As difficult as it is for me to admit this, my Mum is an alcoholic. I am 24 years old and I have been witnessing my mothers terrible drinking habit for as long as I can remember. I have over the years begged her, pleaded with her, left letters for her. The most thing I have ever wanted in my life was for my Mum to give up drinking or at least not drink as much OR at not become a completely different person after that first sip.

To give you a bit of a background, my Mum grew up in an excellent family. Supportive, very loving and very close. Her father, my grandad, although he was an amazing person, had a drinking problem also - especially after my grandmother passed away from Cancer at 53 years old. This was a traumatic event for my entire family to go through, especially my mother who had been through a lot of loss previously and was raising me as a single mother. My grandma and grandad took care of me so that Mum could work to support the two of us, and they offered a lot of other help and support. My grandad continued filling this role until I was 7 when he too died of Cancer. Today, 17 years on, I still don't think any on my relatives have fully recovered from the loss of my grandparents. I am convinced this is the major trauma in my mothers life which has led her to alcohol an use for so many years. It's the main reason I find it so hard to confront her problem, I feel so much sympathy towards her that it tears me apart. I just don't know how to help her. Every time I bring it up, I either get the promises that she will stop drinking or she will just get irritated and dismiss the conversation.

My biological father has never really been on the scene, he paid minimal child support (my mothers wishes) though he never made the further effort to be in my life. To this day I have never met him.

The person I call 'dad' is my step father who came on the scene a few years before my grandad died, when I was 5 years old. He has been a great provider for us, he and mum had my 18 year old brother and 10 year old sister and we are one big happy family. Except for the drinking. Dad used to make an effort to try and stop mum drinking, i recall countless screaming matches, him pouring alcohol down the sink repeatedly until the cupboards were dry. Etc. etc. I don't remember whether it made a whole lot of difference but I felt like someone was at least trying.

Over the years, dad has given up caring or trying. To the point where he almost seems to just accept it. I feel like I am the only one who sees that the problem is still there. Since I moved out of home 4 years ago, I have not seen any great improvement. On my 21st birthday I specifically asked Mum to lay off the drink (I was sick of being embarrassed in front of my friends and family at every special event). she said and I quote "darling, of course I won't drink on my baby girls 21st". It was the best present she could have given me. Still, she drank like a fish and was almost blind by the end of the night. Typical. Same thing happened at my engagement party a couple years ago.
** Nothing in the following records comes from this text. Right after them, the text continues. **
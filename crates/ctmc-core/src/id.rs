//! Strongly-typed identifiers and the [`PopulationSet`] type alias.

use smallvec::SmallVec;
use std::fmt;

/// Identifies a process (event channel) within a system.
///
/// Assigned at system construction; `ProcessId(n)` is the n-th entry of
/// the system's process list and never changes afterwards.
#[derive(Clone, Copy, Debug, PartialEq, Eq, Hash, PartialOrd, Ord)]
pub struct ProcessId(pub u32);

impl ProcessId {
    /// The id as a slice index.
    pub fn index(self) -> usize {
        self.0 as usize
    }

    /// The id for slice index `index`, or `None` if it does not fit in `u32`.
    pub fn from_index(index: usize) -> Option<Self> {
        u32::try_from(index).ok().map(Self)
    }
}

impl fmt::Display for ProcessId {
    fn fmt(&self, f: &mut fmt::Formatter<'_>) -> fmt::Result {
        write!(f, "{}", self.0)
    }
}

impl From<u32> for ProcessId {
    fn from(v: u32) -> Self {
        Self(v)
    }
}

/// Handle to one counter in a [`Populations`](crate::Populations) arena.
#[derive(Clone, Copy, Debug, PartialEq, Eq, Hash, PartialOrd, Ord)]
pub struct PopulationId(pub u32);

impl PopulationId {
    /// The id as a slice index.
    pub fn index(self) -> usize {
        self.0 as usize
    }

    /// The id for slice index `index`, or `None` if it does not fit in `u32`.
    pub fn from_index(index: usize) -> Option<Self> {
        u32::try_from(index).ok().map(Self)
    }
}

impl fmt::Display for PopulationId {
    fn fmt(&self, f: &mut fmt::Formatter<'_>) -> fmt::Result {
        write!(f, "{}", self.0)
    }
}

impl From<u32> for PopulationId {
    fn from(v: u32) -> Self {
        Self(v)
    }
}

/// The populations a process reads or writes.
///
/// Inline storage for two handles covers every reference process
/// (a transition touches source and destination).
pub type PopulationSet = SmallVec<[PopulationId; 2]>;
At the beginning of this year, I got married to my high school boyfriend. The lead up to the wedding was stressful like any other, the only difference was that my major stress was the fear of Mum being drunk. This was the ONE day that I didn't want anything getting in the way of my happiness. I was determined not to let it happen. The night before my wedding I was kept awake by my drunk mother ranting and raving, fighting with dad and just drinking until 7am. I got no sleep at all, spent the night begging her and yelling at her to stop drinking, go to bed shut up. It was supposed to be a relaxed atmosphere for the bride to be and it was anything but! I swore to myself that morning that if she continued her behaviour through the wedding, that I was never speaking to her again. She stopped drinking while we got ready but was still drunk until around lunchtime when she started up again. Even after I so politely requested that she not drink today and that it was the only thing I wanted in the world. I even said it through tears, complimenting her on everything else she had done so perfectly in my life.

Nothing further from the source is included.